Heh, seharusnya ia sudah tahu bahwa gadis aneh ini tidak pernah berpikir atau bertindak sesuai logika orang awam. Baiklah, karena dia tidak tahu diuntung, tidak ada gunanya lagi ia ikut campur. Niat baiknya untuk membiarkan mereka pindah justru berakhir dengan penolakan yang memalukan.

"Terserah kalau tidak mau. Rumah saya biarkan saja kosong, itu lebih baik," Mu Lingkai mengatupkan rahangnya dengan dingin, lalu menginjak pedal gas dalam-dalam tanpa ekspresi.

Kecepatan mobil melonjak tajam, menyalip satu demi satu kendaraan di depannya. Seolah ingin menunjukkan dengan jelas bahwa suasana hatinya sedang tidak baik, ia kembali masuk ke fase temperamen yang tak terduga.
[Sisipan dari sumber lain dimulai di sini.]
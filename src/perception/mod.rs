pub mod classifier;
pub mod clickable;
pub mod ocr;
pub mod pipeline;
pub mod screenshot;
pub mod traits;
pub mod types;
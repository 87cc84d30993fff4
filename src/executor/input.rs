// Physical input simulation.
use async_trait::async_trait;
use enigo::{Axis, Button, Coordinate, Direction, Enigo, Key, Keyboard, Mouse, Settings};

use crate::errors::{JarvisError, JarvisResult};

/// Injects input into the OS. Every call reports plain success; faults are
/// logged and reported as `false`, never raised.
#[async_trait]
pub trait ActuationProvider: Send + Sync {
    /// Move the pointer to absolute (x, y) and left-click.
    async fn click(&self, x: i32, y: i32) -> bool;
    /// Type into whatever has focus. Empty text is a successful no-op.
    async fn type_text(&self, text: &str) -> bool;
    async fn press_enter(&self) -> bool;
    /// Move to (x, y) and scroll vertically; positive `lines` scrolls down.
    async fn scroll(&self, x: i32, y: i32, lines: i32) -> bool;
}

/// enigo-backed actuator. A fresh `Enigo` connection is opened per call on a
/// blocking thread, so the actuator itself is trivially `Send + Sync`.
#[derive(Debug, Default, Clone, Copy)]
pub struct EnigoActuator;

impl EnigoActuator {
    pub fn new() -> Self {
        Self
    }
}

#[async_trait]
impl ActuationProvider for EnigoActuator {
    async fn click(&self, x: i32, y: i32) -> bool {
        tracing::info!(x, y, "click");
        run_input("click", move |enigo| {
            enigo.move_mouse(x, y, Coordinate::Abs).map_err(fault)?;
            enigo.button(Button::Left, Direction::Click).map_err(fault)
        })
        .await
    }

    async fn type_text(&self, text: &str) -> bool {
        if text.is_empty() {
            return true;
        }
        tracing::info!(chars = text.chars().count(), "type text");
        let text = text.to_string();
        run_input("type", move |enigo| enigo.text(&text).map_err(fault)).await
    }

    async fn press_enter(&self) -> bool {
        tracing::info!("press enter");
        run_input("enter", |enigo| enigo.key(Key::Return, Direction::Click).map_err(fault)).await
    }

    async fn scroll(&self, x: i32, y: i32, lines: i32) -> bool {
        tracing::info!(x, y, lines, "scroll");
        run_input("scroll", move |enigo| {
            enigo.move_mouse(x, y, Coordinate::Abs).map_err(fault)?;
            enigo.scroll(lines, Axis::Vertical).map_err(fault)
        })
        .await
    }
}

fn fault(e: impl std::fmt::Debug) -> JarvisError {
    JarvisError::Executor(format!("{e:?}"))
}

async fn run_input<F>(op: &'static str, f: F) -> bool
where
    F: FnOnce(&mut Enigo) -> JarvisResult<()> + Send + 'static,
{
    let joined = tokio::task::spawn_blocking(move || {
        let mut enigo = Enigo::new(&Settings::default())
            .map_err(|e| JarvisError::Executor(format!("enigo init: {e:?}")))?;
        f(&mut enigo)
    })
    .await;

    match joined {
        Ok(Ok(())) => true,
        Ok(Err(e)) => {
            tracing::warn!(op, error = %e, "input injection failed");
            false
        }
        Err(e) => {
            tracing::warn!(op, error = %e, "input task panicked");
            false
        }
    }
}
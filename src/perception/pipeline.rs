//! Perception pipeline: text-region detection, clickable-region detection and
//! element classification combined into the production `PerceptionProvider`.
use std::sync::Arc;

use async_trait::async_trait;

use crate::errors::{JarvisError, JarvisResult};
use crate::perception::clickable::ClickableRegionDetector;
use crate::perception::traits::{ElementClassifier, PerceptionProvider, TextRegionDetector};
use crate::perception::types::{DetectedRegion, Screenshot, UIElement};

pub struct LayoutAnalyzer {
    text_detector: Arc<dyn TextRegionDetector>,
    clickable: ClickableRegionDetector,
    classifier: Arc<dyn ElementClassifier>,
}

impl LayoutAnalyzer {
    pub fn new(
        text_detector: Arc<dyn TextRegionDetector>,
        clickable: ClickableRegionDetector,
        classifier: Arc<dyn ElementClassifier>,
    ) -> Self {
        Self {
            text_detector,
            clickable,
            classifier,
        }
    }

    /// Full pipeline with errors surfaced:
    ///
    /// 1. Text regions (OCR).
    /// 2. Clickable regions (edge components, on a blocking thread).
    /// 3. Union of both lists, text first; overlaps are kept.
    /// 4. Each region cropped and classified.
    pub async fn try_analyze(&self, screenshot: &Screenshot) -> JarvisResult<Vec<UIElement>> {
        let text_regions = self.text_detector.detect(screenshot).await?;

        let shot = screenshot.clone();
        let detector = self.clickable.clone();
        let clickable_regions = tokio::task::spawn_blocking(move || detector.detect(shot.image()))
            .await
            .map_err(|e| JarvisError::Perception(format!("join: {e}")))?;

        tracing::debug!(
            text = text_regions.len(),
            clickable = clickable_regions.len(),
            "regions detected"
        );

        let regions: Vec<DetectedRegion> = text_regions.into_iter().chain(clickable_regions).collect();

        let shot = screenshot.clone();
        let classifier = self.classifier.clone();
        tokio::task::spawn_blocking(move || classify_all(&shot, regions, classifier.as_ref()))
            .await
            .map_err(|e| JarvisError::Perception(format!("join: {e}")))?
    }
}

#[async_trait]
impl PerceptionProvider for LayoutAnalyzer {
    async fn analyze(&self, screenshot: &Screenshot) -> Vec<UIElement> {
        match self.try_analyze(screenshot).await {
            Ok(elements) => {
                tracing::debug!(count = elements.len(), "UI elements perceived");
                elements
            }
            Err(e) => {
                tracing::warn!(error = %e, "perception failed, reporting no elements");
                Vec::new()
            }
        }
    }
}

fn classify_all(
    screenshot: &Screenshot,
    regions: Vec<DetectedRegion>,
    classifier: &dyn ElementClassifier,
) -> JarvisResult<Vec<UIElement>> {
    let image = screenshot.image();
    let (w, h) = image.dimensions();

    regions
        .into_iter()
        .filter_map(|region| {
            // Regions entirely off-frame have nothing to classify.
            let (x, y, cw, ch) = region.bounds.clamp_to(w, h)?;
            let roi = image::imageops::crop_imm(image, x, y, cw, ch).to_image();
            Some(classifier.classify(&roi).map(|element_type| UIElement {
                bounds: region.bounds,
                element_type,
                text_content: region.text,
                confidence: region.confidence,
                semantic_tags: Vec::new(),
            }))
        })
        .collect()
}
Xia Xiaoyou yang duduk di kursi belakang tidak bisa melihat ekspresi Mu Lingkai, namun ia bisa menebak dengan pasti bahwa pria itu marah karena penolakannya untuk pindah ke Gedung Modern.
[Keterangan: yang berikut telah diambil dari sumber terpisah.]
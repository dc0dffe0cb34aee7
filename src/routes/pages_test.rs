use super::*;
use axum::body::to_bytes;
use axum::http::StatusCode;
use axum::http::header::CONTENT_TYPE;
use markup::render;
use time::macros::datetime;

async fn body_text(resp: Response) -> String {
    assert_eq!(resp.status(), StatusCode::OK);
    assert!(resp.headers()[CONTENT_TYPE].to_str().unwrap().starts_with("text/html"));
    let bytes = to_bytes(resp.into_body(), usize::MAX).await.unwrap();
    String::from_utf8(bytes.to_vec()).unwrap()
}

#[tokio::test]
async fn index_is_a_full_document() {
    let body = body_text(index().await).await;

    assert!(body.starts_with("<!DOCTYPE html>\n<html lang=\"en\">"));
    assert!(body.contains(&format!("<title>{PAGE_TITLE}</title>")));
    assert!(body.contains(r#"<meta charset="UTF-8">"#));
    assert!(body.contains(r#"<script src="/js/htmx.min.js" defer></script>"#));
    assert!(body.ends_with("</html>"));
}

#[tokio::test]
async fn index_wires_todo_list_and_form() {
    let body = body_text(index().await).await;

    assert!(body.contains(
        r#"<div id="todo-list" class="todo-container" hx-get="/api/todos" hx-trigger="load" hx-swap="innerHTML"></div>"#
    ));
    assert!(body.contains(r##"<form hx-post="/api/todos" hx-target="#todo-list" hx-swap="beforeend""##));
    assert!(body.contains(r#"<input type="text" name="todo" placeholder="Add a todo..." required"#));
    assert!(body.contains(r#"hx-confirm="Delete all todos?""#));
    assert!(body.contains(r#"hx-trigger="every 2s""#));
}

#[test]
fn stylesheet_is_not_escaped() {
    let html = render(&page().unwrap());
    assert!(html.contains(".htmx-request .htmx-indicator { display: inline; }"));
    assert!(!html.contains("&gt;"));
}

#[tokio::test]
async fn content_fragment_links_to_more() {
    let body = body_text(content().await).await;
    assert!(body.starts_with("<div>"));
    assert!(body.contains("Content Loaded Successfully!"));
    assert!(body.contains(r##"hx-get="/api/more" hx-target="#content" hx-swap="innerHTML""##));
    assert!(!body.contains("<!DOCTYPE"));
}

#[tokio::test]
async fn more_fragment_lists_features() {
    let body = body_text(more().await).await;
    assert_eq!(body.matches("<li>").count(), 4);
    assert!(body.contains("Even More Content!"));
}

#[test]
fn list_icons_merge_styles() {
    let node = more_fragment().unwrap();
    let html = render(&node);
    assert!(html.contains(r##"style="margin-right: 6px; color: #10b981""##));
}

#[test]
fn timestamp_format_is_fixed_width() {
    assert_eq!(format_timestamp(datetime!(2024-03-05 07:08:09 UTC)), "2024-03-05 07:08:09");
}

#[test]
fn time_fragment_shows_utc_stamp() {
    let html = render(&time_fragment(datetime!(2025-12-31 23:59:59 UTC)).unwrap());
    assert!(html.contains("<strong>Current Time: </strong>2025-12-31 23:59:59 UTC"));
    assert!(html.contains("This updates every 2 seconds automatically!"));
}

#[tokio::test]
async fn time_handler_answers_fragment() {
    let body = body_text(current_time().await).await;
    assert!(body.contains("Current Time: "));
    assert!(body.contains(" UTC"));
}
Ah, Gedung Modern terletak di kawasan emas yang ramai. Seluruh ruangannya didekorasi dengan terang dan lapang, mewah namun tetap bersahaja, dan itu adalah tipe apartemen dupleks yang belum pernah dilihat Guo'er sebelumnya.

Jika ada kesempatan, siapa yang tidak ingin hidup dengan nyaman dan mewah? Apalagi tanpa perlu membayar sewa sepeser pun. Ia juga bukan orang bodoh yang kehilangan akal sehat.

Xia Xiaoyou sangat yakin, jika adiknya, Xia Yiguo, benar-benar pindah ke apartemen mewah itu—tempat di mana ia bahkan bisa leluasa bersepeda di dalamnya—ia pasti akan sangat terkesima dan bahagia.

Namun, bagaimana mungkin ia bisa gegabah menerima tawaran impulsif Mu Lingkai hanya karena hal itu?

Mungkin bagi Mu Lingkai, ini hanyalah masalah sepele yang tidak layak dibicarakan. Namun bagi Xia Xiaoyou, menerima sebuah rumah mewah secara cuma-cuma akan menjadi beban besar baginya, dan jelas ia tidak akan bisa hidup dengan tenang.